Заруцкий нетерпеливо дернул плечом.

- Ступай-ка, братец, куда шел, - скомандовал он и снова повернулся к Бородавке: - А было их тыщ двадцать пять. Пищали у всех длинные, с пальниками, на головах янычарские шишаки блестят, флаги да прапоры[41] развеваются. Подошли, стали стены рубить, а иные по лестницам полезли. С их стороны пальба, с нашей, дыму, Яцко, было столько, что мы - поверишь ли? - друг друга видеть не могли.

Очередное ядро с грохотом влетело в стену, она слегка задрожала, и Заруцкий махнул рукой:

- Давай-ка вниз, не то пришибут тут за милую душу. А вообще нынче тихо, видать, замыслили чего.

- Ясно чего, - идя за донцом, бросил Яков, - накидают вон ту насыпь выше крепости, поставят пушки и будут сверху вниз нас, аки дитев, расстреливать.

Спустившись по лестнице, Иван направился в сторону небольшой избенки, наполовину врытой в землю, и продолжал:

- В первый раз они до самой ночи приступали. Убили мы тогда тыщ шесть янычар ихних, но и наших полегло немало… А утрась собаки поганые шлют толмачей, просят, мол, дайте тела собрать, а мы вам за каждого павшего янычара по золотому червонцу, да по сто талеров за полковника. Да токмо мы не жуки-могильщики, мертвечиной не питаемся. Собрали они трупы, закопали во рве глубоком да знаки какие-то поставили с надписями своими.

- Иван Мартыныч! - к Заруцкому подскочил высоченный загорелый казак. - Косматый помер.

Донской атаман стянул шапку, горестно покачал головой и, обернувшись к полуразрушенной церкви, перекрестился.

- Не выдюжил, значит… Да, Яцко, все меньше нас. Вот и еще один в сырую землю лег. Эх, ладно, чего уж. Пойдем.

Махнув рукой, он зашагал к избе-погребку, Бородавка поспешил следом.

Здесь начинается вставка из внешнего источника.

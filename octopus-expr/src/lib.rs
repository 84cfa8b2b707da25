//! Hash-consed bit-vector and boolean term algebra.
//!
//! Terms are interned in an append-only [`TermPool`] and addressed by
//! [`TermId`]; structural equality is handle equality. The pool is the
//! only process-wide cache of the checker and is owned by the engine.

mod bits;
mod eval;
mod simplify;
mod term;

pub use bits::Bits;
pub use eval::{eval, Env, Value};
pub use simplify::simplify;
pub use term::{BitwiseOp, Sort, Term, TermId, TermPool};
//! Concrete term evaluation

use std::collections::HashMap;

use crate::{Bits, BitwiseOp, Term, TermId, TermPool};

/// Concrete value of a term.
#[derive(Debug, Clone, PartialEq, Eq)]
pub enum Value {
    Bits(Bits),
    Bool(bool),
}

impl Value {
    /// The bit-vector payload; panics on booleans.
    pub fn unwrap_bits(self) -> Bits {
        match self {
            Value::Bits(bits) => bits,
            Value::Bool(_) => panic!("expected a bit-vector value"),
        }
    }

    /// The boolean payload; panics on bit-vectors.
    pub fn unwrap_bool(self) -> bool {
        match self {
            Value::Bool(b) => b,
            Value::Bits(_) => panic!("expected a boolean value"),
        }
    }
}

/// Assignment of variable names to concrete values.
pub type Env = HashMap<String, Value>;

/// Evaluate a term under an assignment of its free variables.
///
/// Shared nodes are evaluated once. An unbound variable is a programmer
/// error and panics; callers close the environment first.
pub fn eval(pool: &TermPool, env: &Env, id: TermId) -> Value {
    let mut memo = HashMap::new();
    eval_memo(pool, env, id, &mut memo)
}

fn eval_memo(pool: &TermPool, env: &Env, id: TermId, memo: &mut HashMap<TermId, Value>) -> Value {
    if let Some(value) = memo.get(&id) {
        return value.clone();
    }
    let mut bits = |id: TermId, memo: &mut HashMap<TermId, Value>| {
        eval_memo(pool, env, id, memo).unwrap_bits()
    };
    let value = match pool.term(id) {
        Term::Const(value) => Value::Bits(value.clone()),
        Term::Var { name, .. } => env
            .get(name)
            .cloned()
            .unwrap_or_else(|| panic!("unbound variable {name}")),
        Term::Concat(lhs, rhs) => {
            let high = bits(*lhs, memo);
            Value::Bits(high.concat(&bits(*rhs, memo)))
        }
        Term::Extract { src, hi, lo } => Value::Bits(bits(*src, memo).slice(*hi, *lo)),
        Term::Not(arg) => Value::Bits(bits(*arg, memo).not()),
        Term::Bitwise { op, lhs, rhs } => {
            let lhs = bits(*lhs, memo);
            let rhs = bits(*rhs, memo);
            let out = match op {
                BitwiseOp::And => lhs.and(&rhs),
                BitwiseOp::Or => lhs.or(&rhs),
                BitwiseOp::Xor => lhs.xor(&rhs),
                // A shift amount at or above the width saturates to zero,
                // matching SMT-LIB bvshl/bvlshr.
                BitwiseOp::Shl => lhs.shl(shift_amount(&rhs)),
                BitwiseOp::Shr => lhs.shr(shift_amount(&rhs)),
            };
            Value::Bits(out)
        }
        Term::Eq(lhs, rhs) => Value::Bool(bits(*lhs, memo) == bits(*rhs, memo)),
        Term::Ite { cond, then, other } => {
            if eval_memo(pool, env, *cond, memo).unwrap_bool() {
                eval_memo(pool, env, *then, memo)
            } else {
                eval_memo(pool, env, *other, memo)
            }
        }
        Term::True => Value::Bool(true),
        Term::False => Value::Bool(false),
        Term::BoolNot(arg) => Value::Bool(!eval_memo(pool, env, *arg, memo).unwrap_bool()),
        Term::BoolAnd(lhs, rhs) => Value::Bool(
            eval_memo(pool, env, *lhs, memo).unwrap_bool()
                && eval_memo(pool, env, *rhs, memo).unwrap_bool(),
        ),
        Term::BoolOr(lhs, rhs) => Value::Bool(
            eval_memo(pool, env, *lhs, memo).unwrap_bool()
                || eval_memo(pool, env, *rhs, memo).unwrap_bool(),
        ),
    };
    memo.insert(id, value.clone());
    value
}

fn shift_amount(amount: &Bits) -> u32 {
    match amount.to_u64() {
        Some(value) if value <= u32::MAX as u64 => value as u32,
        _ => u32::MAX,
    }
}

#[cfg(test)]
mod tests {
    use super::*;

    fn env(pairs: &[(&str, Value)]) -> Env {
        pairs
            .iter()
            .map(|(name, value)| (name.to_string(), value.clone()))
            .collect()
    }

    #[test]
    fn evaluates_bitwise_structure() {
        let mut pool = TermPool::new();
        let a = pool.var("a", 4);
        let b = pool.var("b", 4);
        let x = pool.xor(a, b);
        let n = pool.not(x);
        let env = env(&[
            ("a", Value::Bits(Bits::from_u64(4, 0b1100))),
            ("b", Value::Bits(Bits::from_u64(4, 0b1010))),
        ]);
        assert_eq!(eval(&pool, &env, n), Value::Bits(Bits::from_u64(4, 0b1001)));
    }

    #[test]
    fn ite_follows_the_condition() {
        let mut pool = TermPool::new();
        let a = pool.var("a", 2);
        let zero = pool.constant_u64(2, 0);
        let one = pool.constant_u64(2, 1);
        let two = pool.constant_u64(2, 2);
        let cond = pool.eq(a, zero);
        let ite = pool.ite(cond, one, two);
        let hit = env(&[("a", Value::Bits(Bits::from_u64(2, 0)))]);
        let miss = env(&[("a", Value::Bits(Bits::from_u64(2, 3)))]);
        assert_eq!(eval(&pool, &hit, ite), Value::Bits(Bits::from_u64(2, 1)));
        assert_eq!(eval(&pool, &miss, ite), Value::Bits(Bits::from_u64(2, 2)));
    }

    #[test]
    fn oversized_shift_is_zero() {
        let mut pool = TermPool::new();
        let a = pool.var("a", 4);
        let k = pool.constant_u64(4, 9);
        let shifted = pool.shl(a, k);
        let env = env(&[("a", Value::Bits(Bits::from_u64(4, 0b1111)))]);
        assert_eq!(eval(&pool, &env, shifted), Value::Bits(Bits::zero(4)));
    }
}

- Так вот с тех пор, - на ходу рассказывал Заруцкий, - всякий день тыщ по пять на нас шлют, потом отходят, другие идут, а те спят. А нам ни сна, ни отдыха. И стреляют отчаянно. Истомою хотят осилить. Токмо вот нынче притихли, вот я и велел нашим подремать, покамест можно.

- Да и ты поспал бы, атаман, - в глазах Якова мелькнуло сочувствие, - вон, уж серый весь.

- То от копоти да гари, - рассмеялся Заруцкий. - Да ты не боись, друже, им нас не взять. Мы с тобою еще на их поганый Царьград пойдем войною, вот поглядишь.

Над степью повис предутренний туман. Он клубился над Доном, клоками повисал на небольших кустарниках и торчащих там и сям чахлых деревцах. Где-то южнее Азова, ближе к морю, тревожно кричали чайки.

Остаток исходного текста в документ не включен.